The injury wasn’t the man’s first brush with death. In his youth he had survived a glancing sword blow that fractured the back of his skull. This injury was different. The man was probably begging for death, says Michael Schultz, a paleopathologist at the University of Göttingen. Holding the victim’s skull in one hand and a replica of the deadly arrow in the other, Schultz paints a picture of a crude operation that took place on the steppes of Siberia 2,600 years ago.

“The man was crying, ‘Help me,’” Schultz­ says. Thin cuts on the bone show how his companions cut away his cheek, then used a small saw to remove pieces of bone, but to no avail. Pointing to a crack in the skull, he describes the next agonizing step: An ancient surgeon smashed into the bone with a chisel in a final, futile effort to free the arrowhead. “Hours or a day later, the man died,” Schultz says. “It was torture.” The slain warrior’s remains were found in 2003, buried with those of 40 others in a massive kurgan, or grave mound, in southern Siberia at a site that archaeologists call Arzhan 2.

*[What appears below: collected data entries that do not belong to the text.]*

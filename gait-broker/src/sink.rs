// gait-broker/src/sink.rs
// ============================================================================
// Module: Credential Grant Audit Sink
// Description: Records one JSON line per successful credential grant.
// Purpose: Give operators a local audit trail of broker activity,
// independent of the trace/approval ledger `gait-ledger` owns.
// Dependencies: gait-core, serde_json
// ============================================================================

//! ## Overview
//! Adapted from the teacher's `decision-gate-broker::sink::log::LogSink`:
//! a `Write`-backed sink that serializes one record per delivery. Here the
//! "delivery" is a granted credential rather than a dispatched payload.

use std::io::Write;
use std::sync::Mutex;

use serde::Serialize;

/// Errors raised while writing a sink record.
#[derive(Debug, thiserror::Error)]
pub enum SinkError {
    /// The underlying writer failed, or its guarding mutex was poisoned.
    #[error("credential sink write failed: {0}")]
    WriteFailed(String),
}

/// One audit record for a granted credential.
#[derive(Debug, Clone, Serialize)]
pub struct CredentialGrantRecord {
    /// The broker reference that was resolved.
    pub broker_reference: String,
    /// Scopes requested.
    pub scopes: Vec<String>,
    /// Opaque credential reference returned by the source.
    pub credential_ref: String,
}

/// Writes one JSON line per granted credential to an arbitrary writer.
pub struct CredentialAuditSink<W: Write + Send> {
    writer: Mutex<W>,
}

impl<W: Write + Send> CredentialAuditSink<W> {
    /// Wraps `writer` as a credential audit sink.
    pub fn new(writer: W) -> Self {
        Self { writer: Mutex::new(writer) }
    }

    /// Records a granted-credential audit line.
    ///
    /// # Errors
    ///
    /// Returns [`SinkError::WriteFailed`] if serialization or the
    /// underlying write fails, or the writer's mutex was poisoned.
    pub fn record(&self, record: &CredentialGrantRecord) -> Result<(), SinkError> {
        let mut guard = self.writer.lock().map_err(|_err| SinkError::WriteFailed("sink writer mutex poisoned".to_string()))?;
        serde_json::to_writer(&mut *guard, record).map_err(|err| SinkError::WriteFailed(err.to_string()))?;
        guard.write_all(b"\n").map_err(|err| SinkError::WriteFailed(err.to_string()))?;
        Ok(())
    }
}

#[cfg(test)]
mod tests {
    use super::CredentialAuditSink;
    use super::CredentialGrantRecord;

    #[test]
    fn records_one_line_per_grant() {
        let sink = CredentialAuditSink::new(Vec::new());
        sink.record(&CredentialGrantRecord {
            broker_reference: "inline:demo".to_string(),
            scopes: vec!["read".to_string()],
            credential_ref: "cred-1".to_string(),
        })
        .expect("record");
    }
}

To find out more about the lives and deaths of these ancient people, Schultz has spent years teasing out the secrets of their bones, using techniques like those employed at crime scenes. In April he announced the results of his research on the wounded warrior. His body, Schultz says, bore some of the earliest evidence of battlefield surgery. (Prior to this announcement, in October 2007, Schultz had reported a finding on a prince buried at the center of the Arzhan 2 mound. Using a scanning electron microscope, Schultz found signs of prostate cancer in the prince’s skeleton. This is the earliest documentation of the disease.)

The Arzhan 2 skeletons, which belong to warrior-nomads the ancient Greeks called Scythians, are part of a spectacular series of finds in remote sites in central Asia. One of the discoveries dates back to the 1940s when mummies were found in the Altai Mountains, which run through Siberia and Mongolia. Later, after the fall of the Soviet Union, when some of the sites became more accessible for excavation, the pace of Scythian-related discoveries picked up. The warrior skeleton Schultz is talking about, for example, was found on a plain not far from the 1940s discovery. More recently, other well-preserved mummies—not skeletons—have been found at altitudes of 8,000 feet in the valleys of the Altai Mountains. Still other discoveries have been made on the coast of the Black Sea and the edge of China. Together, the evidence illuminates aspects of the Scythians’ unusual culture, from tattooing warriors to creating intricate metalwork.

Never constituting an empire, the Scythians were a network of culturally similar tribes that ranged from Siberia to Egypt almost 3,000 years ago and faded away around A.D. 100. The Greek historian Herodotus describes the Scythians as murderous nomads. As for how the Scythians—who did not have a written language—perceived themselves, only their artifacts and human remains are left to speak for them.